Post
Topic
Board Altcoin Discussion
Re: WAVES vs ETHEREUM
by
Maveth13
on 11/04/2018, 12:10:21 UTC
It really depends on for what purpose do you need your tokens. Because with ethereum you have many people that have built the infrastructure with many smart contracts and dapps and it might be better in a sense that you can find a lot more information, ask many more people for help etc.Although ETH has it's own decentralized exchanges which other people have built such as EtherDelta.

On waves it is much easier to deploy your tokens as you can do it with simple GUI and thus it makes it faster to deploy tokens. On the other side Waves might be cheaper. Waves might be better in a sense of volume, because there is only one DEX where most of the people trade, where as within ethereum you have different exchanges with different volumes.

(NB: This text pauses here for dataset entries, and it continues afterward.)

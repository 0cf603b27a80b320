use super::params::{EdgeParams, Operator};
use crate::diagnostics::{EdgeReport, InputDescriptor, TimingBreakdown};
use crate::edges::{gradients, normalize, pad, OutputPolicy};
use crate::error::{Error, ShapeError};
use crate::image::io::{encode, load_grayscale, PixelFormat};
use crate::image::Grid;
use log::debug;
use std::path::Path;

/// Edge detector: pad → convolve → normalize for one operator and policy.
#[derive(Clone, Debug, Default)]
pub struct EdgeDetector {
    params: EdgeParams,
}

impl EdgeDetector {
    /// Create a detector with the supplied parameters.
    pub fn new(params: EdgeParams) -> Self {
        Self { params }
    }

    pub fn params(&self) -> &EdgeParams {
        &self.params
    }

    /// Run the detector on a single-channel grid, returning the edge map.
    pub fn process(&self, source: &Grid) -> Result<Grid, ShapeError> {
        self.process_with_diagnostics(source).map(|report| report.edges)
    }

    /// Run the detector and return the edge map with a report.
    pub fn process_with_diagnostics(&self, source: &Grid) -> Result<EdgeReport, ShapeError> {
        let EdgeParams { operator, policy } = self.params;
        let kernels = operator.kernels();
        debug!(
            "EdgeDetector::process start w={} h={} operator={} policy={:?}",
            source.w, source.h, operator, policy
        );

        let mut timings = TimingBreakdown::default();
        let padded = timings.measure("pad", || pad(source, kernels.x.radius()));
        let grad = timings.measure("convolve", || gradients(&padded, kernels))?;
        debug!(
            "EdgeDetector::process convolved padded={}x{} max_mag={}",
            padded.w, padded.h, grad.max_mag
        );
        let edges = timings.measure("normalize", || normalize(&grad.mag, grad.max_mag, policy));
        let edge_pixels = edges.data.iter().filter(|&&v| v > 0).count();
        debug!(
            "EdgeDetector::process done edge_pixels={} total_ms={:.3}",
            edge_pixels, timings.total_ms
        );

        Ok(EdgeReport {
            edges,
            input: InputDescriptor {
                width: source.w,
                height: source.h,
            },
            operator,
            policy,
            max_magnitude: grad.max_mag,
            edge_pixels,
            timings,
        })
    }
}

/// Edge map of `source` with the given operator and output policy.
///
/// Pure: identical input always yields an identical grid of the same size.
pub fn detect_edges(
    source: &Grid,
    operator: Operator,
    policy: OutputPolicy,
) -> Result<Grid, ShapeError> {
    EdgeDetector::new(EdgeParams::new(operator, policy)).process(source)
}

/// Decode `input`, reduce it to grayscale, detect edges and write the result
/// to `output` as a grayscale image.
///
/// A decode failure aborts before any grid processing happens.
pub fn run_edge_map(input: &Path, output: &Path, params: EdgeParams) -> Result<EdgeReport, Error> {
    let mut load_timings = TimingBreakdown::default();
    let gray = load_timings.measure("decode", || load_grayscale(input))?;
    debug!(
        "run_edge_map decoded {} ({}x{})",
        input.display(),
        gray.w,
        gray.h
    );

    let mut report = EdgeDetector::new(params).process_with_diagnostics(&gray)?;
    let mut timings = load_timings;
    timings.stages.append(&mut report.timings.stages);
    timings.total_ms += report.timings.total_ms;
    timings.measure("encode", || {
        encode(&report.edges, PixelFormat::Grayscale, output)
    })?;
    report.timings = timings;
    Ok(report)
}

I completely agree, it's funny how people get so tied up on the price of something thinking that only the price and market movements of a coin justify its usefulness.  Have you ever tried to develop or use a dApp?  If not I would research how too first before I would put any money into it so you could see the use case yourself. ... If you yourself can't justify using it, what makes you think it would have any value to anyone else you personally know?
Edit: I think this is more suitable for altcoin discussion sections

Thanks for the reply. The Mods can move this thread if I opened it in the wrong place but thank you for highlighting it.

I never used dApp and never heard of it and I have no plans to have my own ICO or tokens.

I just wanted to ask for opinons on what it was that made most people choose ETH over WAV for tokens and ICOs

Status is a big factor. With hundreds of ICOs using ethereum as their platform, it's been a default choice for other companies to use ethereum as well. And since it's more popular, there are more experts/developers that companies could hire for their project.

I think people also lost trust in waves when they found out 10 people actually owned 45-50% of the coins, there's also a single account that has 12% of the coins. Unlike in ethereum, the largest amount that a single address have is about 1.5% of the total coins.

Technologically though, they each have their fair amount of pros and cons.